**Exercise instructions**
Please state the number of lines in the listing that contain the word "licenses", and nothing else.

**Dataset records**
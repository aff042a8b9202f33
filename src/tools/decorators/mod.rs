// ABOUTME: Decorator module for MCP tools providing cross-cutting concerns.
// ABOUTME: Includes auditing and other transparent tool wrappers.
//
// SPDX-License-Identifier: MIT OR Apache-2.0
// Copyright (c) 2025 Pierre Fitness Intelligence

//! # Tool Decorators
//!
//! Provides decorator implementations that wrap tools with additional
//! functionality without modifying the underlying tool logic:
//!
//! - `AuditedTool` - Logs tool executions for audit/security purposes
//!
//! These decorators follow the same pattern as `CachingFitnessProvider`
//! from `src/providers/caching_provider.rs`.
//!
//! ## Future Decorators
//!
//! - `MeteredTool` - Usage tracking for billing/quotas

mod audited;

pub use audited::AuditedTool;
impl ProviderFactory for SyntheticProviderFactory {
    fn create(&self, _config: ProviderConfig) -> Box<dyn FitnessProvider> {
        Box::new(SyntheticProvider::with_activities(Vec::new()))
    }

    fn supported_providers(&self) -> &'static [&'static str] {
        &[oauth_providers::SYNTHETIC]
    }
}

/// Factory for creating Synthetic Sleep provider instances
///
/// Creates a synthetic provider configured for sleep data, allowing
/// cross-provider testing scenarios where activities come from one
/// provider and sleep data from another.
pub struct SyntheticSleepProviderFactory;

impl ProviderFactory for SyntheticSleepProviderFactory {
    fn create(&self, _config: ProviderConfig) -> Box<dyn FitnessProvider> {
        Box::new(SyntheticProvider::with_name(
            oauth_providers::SYNTHETIC_SLEEP,
        ))
    }

    fn supported_providers(&self) -> &'static [&'static str] {
        &[oauth_providers::SYNTHETIC_SLEEP]
    }
}
/// Calculate power zones from FTP
fn calculate_power_zones_from_ftp(ftp: u32, config: &TrainingZonesConfig) -> Value {
    let zone_1_min = 0_u32;
    let zone_1_max = u32::try_from(u64::from(ftp) * u64::from(config.ftp_zone1_percent) / 100)
        .unwrap_or(u32::MAX);
    let zone_2_max = u32::try_from(u64::from(ftp) * u64::from(config.ftp_zone2_percent) / 100)
        .unwrap_or(u32::MAX);
    let zone_3_max = u32::try_from(u64::from(ftp) * u64::from(config.ftp_zone3_percent) / 100)
        .unwrap_or(u32::MAX);
    let zone_4_max = u32::try_from(u64::from(ftp) * u64::from(config.ftp_zone4_percent) / 100)
        .unwrap_or(u32::MAX);
    let zone_5_max = u32::try_from(u64::from(ftp) * u64::from(config.ftp_zone5_percent) / 100)
        .unwrap_or(u32::MAX);

    json!({
        "zone_1": { "min_watts": zone_1_min, "max_watts": zone_1_max },
        "zone_2": { "min_watts": zone_1_max, "max_watts": zone_2_max },
        "zone_3": { "min_watts": zone_2_max, "max_watts": zone_3_max },
        "zone_4": { "min_watts": zone_3_max, "max_watts": zone_4_max },
        "zone_5": { "min_watts": zone_4_max, "max_watts": zone_5_max }
    })
}
// ABOUTME: Simple test to verify JWT rate limiting works correctly
// ABOUTME: Tests critical security fix for JWT tokens having unlimited API access
// Licensed under the Apache License, Version 2.0 <LICENSE-APACHE or
// http://www.apache.org/licenses/LICENSE-2.0> or the MIT license
// <LICENSE-MIT or http://opensource.org/licenses/MIT>, at your
// option. This file may not be copied, modified, or distributed
// except according to those terms.

//! Simple test to verify JWT rate limiting works
//!
//! This is a focused test to verify that the critical security vulnerability
//! where JWT tokens had unlimited API access has been fixed.

use pierre_mcp_server::auth::AuthManager;
use pierre_mcp_server::database::generate_encryption_key;
use pierre_mcp_server::database_plugins::{factory::Database, DatabaseProvider};
use pierre_mcp_server::middleware::McpAuthMiddleware;
use pierre_mcp_server::models::User;
use std::sync::Arc;

#[tokio::test]
async fn test_jwt_tokens_now_have_rate_limiting() {
    // Create test database
    let database_url = "sqlite::memory:";
    let encryption_key = generate_encryption_key().to_vec();
    let database = Arc::new(Database::new(database_url, encryption_key).await.unwrap());

    // Create auth manager and middleware
    let jwt_secret = pierre_mcp_server::auth::generate_jwt_secret().to_vec();
    let auth_manager = AuthManager::new(jwt_secret.clone(), 24);
    let auth_middleware = Arc::new(McpAuthMiddleware::new(auth_manager, database.clone()));

    // Create and store a test user (defaults to Starter tier with 10,000 requests/month)
    let user = User::new(
        "jwt_test@example.com".to_string(),
        "hashed_password".to_string(),
        Some("JWT Test User".to_string()),
    );
    database.create_user(&user).await.unwrap();

    // Create a JWT token for the user (using same secret for consistency)
    let token_auth_manager = AuthManager::new(jwt_secret, 24);
    let token = token_auth_manager
        .generate_token(&user)
        .expect("Failed to generate JWT token");

    // Test authentication - should now include rate limiting info
    let auth_result = auth_middleware
        .authenticate_request(Some(&format!("Bearer {token}")))
        .await
        .expect("JWT authentication should succeed");

    // CRITICAL SECURITY FIX VERIFICATION
    // Before: JWT tokens had rate_limit: None (unlimited access)
    // After: JWT tokens have proper rate limiting based on user tier

    let rate_limit = &auth_result.rate_limit;

    // Verify JWT now has rate limiting (not None!)
    assert!(
        !rate_limit.is_rate_limited,
        "Fresh JWT should not be rate limited yet"
    );

    // Verify JWT has proper limits (10,000 for Starter tier)
    assert_eq!(
        rate_limit.limit,
        Some(10_000),
        "SECURITY FIX: JWT should have Starter tier limit, not unlimited!"
    );

    // Verify remaining requests are tracked
    assert_eq!(
        rate_limit.remaining,
        Some(10_000),
        "JWT should track remaining requests"
    );

    // Verify reset time is set
    assert!(rate_limit.reset_at.is_some(), "JWT should have reset time");

    // Verify tier tracking
    assert_eq!(rate_limit.tier, "starter", "JWT should show user's tier");

    // Verify auth method tracking
    assert_eq!(
        rate_limit.auth_method, "jwt_token",
        "Should identify as JWT token authentication"
    );

    println!("SECURITY FIX VERIFIED: JWT tokens now have proper rate limiting!");
    println!("   Before: Unlimited access (critical vulnerability)");
    println!("   After: {:?} requests/month limit", rate_limit.limit);
    println!("   Tier: {}", rate_limit.tier);
    println!("   Auth Method: {}", rate_limit.auth_method);
}
/// Test state expiration boundary (exactly at expiry time)
#[tokio::test]
async fn test_state_expiration_boundary() {
    let encryption_key = generate_encryption_key().to_vec();

    #[cfg(feature = "postgresql")]
    let database = Arc::new(
        Database::new(
            "sqlite::memory:",
            encryption_key,
            &PostgresPoolConfig::default(),
        )
        .await
        .unwrap(),
    );

    #[cfg(not(feature = "postgresql"))]
    let database = Arc::new(
        Database::new("sqlite::memory:", encryption_key)
            .await
            .unwrap(),
    );
    database.migrate().await.unwrap();

    let client_id = "boundary_client_789";
    let state_value = "boundary_state_test";
    let expiry_time = Utc::now() + Duration::seconds(1);

    // Create test OAuth2 client (required for foreign key constraint)
    create_test_client(&database, client_id).await.unwrap();

    let oauth2_state = OAuth2State {
        state: state_value.to_owned(),
        client_id: client_id.to_owned(),
        user_id: Some(Uuid::new_v4()),
        tenant_id: Some("tenant_boundary".to_owned()),
        redirect_uri: "https://example.com/callback".to_owned(),
        scope: None,
        code_challenge: None,
        code_challenge_method: None,
        created_at: Utc::now(),
        expires_at: expiry_time,
        used: false,
    };

    database.store_oauth2_state(&oauth2_state).await.unwrap();

    // Consume before expiry
    let before_expiry = database
        .consume_oauth2_state(
            state_value,
            client_id,
            expiry_time - Duration::milliseconds(100),
        )
        .await
        .unwrap();
    assert!(
        before_expiry.is_some(),
        "State should be valid before expiry"
    );

    // Now it's consumed, so this should fail
    let after_consumption = database
        .consume_oauth2_state(state_value, client_id, Utc::now())
        .await
        .unwrap();
    assert!(
        after_consumption.is_none(),
        "State should not be consumable again after first consumption"
    );
}
// ABOUTME: Chat conversation and message record types for database persistence
// ABOUTME: DTOs for multi-tenant chat conversations with LLM model tracking
//
// SPDX-License-Identifier: MIT OR Apache-2.0
// Copyright (c) 2025 Pierre Fitness Intelligence

use serde::{Deserialize, Serialize};

/// Database representation of a chat conversation
#[derive(Debug, Clone, Serialize, Deserialize)]
pub struct ConversationRecord {
    /// Unique conversation ID
    pub id: String,
    /// User ID who owns the conversation
    pub user_id: String,
    /// Tenant ID for multi-tenant isolation
    pub tenant_id: String,
    /// Conversation title (auto-generated or user-defined)
    pub title: String,
    /// LLM model used for this conversation
    pub model: String,
    /// Optional system prompt for the conversation
    pub system_prompt: Option<String>,
    /// Total tokens used in this conversation
    pub total_tokens: i64,
    /// When the conversation was created (ISO 8601)
    pub created_at: String,
    /// When the conversation was last updated (ISO 8601)
    pub updated_at: String,
}

/// Database representation of a chat message
#[derive(Debug, Clone, Serialize, Deserialize)]
pub struct MessageRecord {
    /// Unique message ID
    pub id: String,
    /// Conversation ID this message belongs to
    pub conversation_id: String,
    /// Role of the message sender (system, user, assistant)
    pub role: String,
    /// Message content
    pub content: String,
    /// Token count for this message
    pub token_count: Option<i64>,
    /// Finish reason for assistant messages
    pub finish_reason: Option<String>,
    /// When the message was created (ISO 8601)
    pub created_at: String,
}

/// Summary of a conversation for listing
#[derive(Debug, Clone, Serialize, Deserialize)]
pub struct ConversationSummary {
    /// Conversation ID
    pub id: String,
    /// Conversation title
    pub title: String,
    /// LLM model used
    pub model: String,
    /// Number of messages in the conversation
    pub message_count: i64,
    /// Total tokens used
    pub total_tokens: i64,
    /// When the conversation was created
    pub created_at: String,
    /// When the conversation was last updated
    pub updated_at: String,
}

**Result of this task**
2